> _What to work on_:
Each record is to be copied exactly as written.

----------------------------------------

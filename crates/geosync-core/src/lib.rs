#![forbid(unsafe_code)]

//! Core: coordinates, projections, transforms, and snapshot comparison.
//!
//! # Role in geosync
//! `geosync-core` holds the pure half of the coordinate binding engine. It
//! knows nothing about timers, subscriptions, or renderers; the runtime crate
//! (`geosync-runtime`) builds the reactive binding on top of it.
//!
//! # Primary responsibilities
//! - **Coordinates**: typed nested coordinate arrays per [`GeometryKind`].
//! - **Projection**: coordinate reference systems and position transforms.
//! - **TransformTable**: per-kind transform resolution, done once at setup.
//! - **Snapshot comparison**: extent-first equality used to gate writes and
//!   deduplicate change notifications.

pub mod compare;
pub mod coords;
pub mod error;
pub mod extent;
pub mod projection;
pub mod surface;
pub mod transform;

pub use compare::{Snapshot, snapshots_equal};
pub use coords::{Coordinates, GeometryKind, Position};
pub use error::{Error, Result};
pub use extent::Extent;
pub use projection::{Projection, ProjectionDef, transform_position};
pub use surface::point_on_surface;
pub use transform::{CoordTransform, TransformFn, TransformTable};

----------------------------------------

> _Task output_:
filename crates/geosync-core/src/lib.rs
#![forbid(unsafe_code)]

//! Core: coordinates, projections, transforms, and snapshot comparison.
//!
//! # Role in geosync
//! `geosync-core` holds the pure half of the coordinate binding engine. It
//! knows nothing about timers, subscriptions, or renderers; the runtime crate
//! (`geosync-runtime`) builds the reactive binding on top of it.
//!
//! # Primary responsibilities
//! - **Coordinates**: typed nested coordinate arrays per [`GeometryKind`].
//! - **Projection**: coordinate reference systems and position transforms.
//! - **TransformTable**: per-kind transform resolution, done once at setup.
//! - **Snapshot comparison**: extent-first equality used to gate writes and
//!   deduplicate change notifications.

pub mod compare;
pub mod coords;
pub mod error;
pub mod extent;
pub mod projection;
pub mod surface;
pub mod transform;

pub use compare::{Snapshot, snapshots_equal};
pub use coords::{Coordinates, GeometryKind, Position};
pub use error::{Error, Result};
pub use extent::Extent;
pub use projection::{Projection, ProjectionDef, transform_position};
pub use surface::point_on_surface;
pub use transform::{CoordTransform, TransformFn, TransformTable};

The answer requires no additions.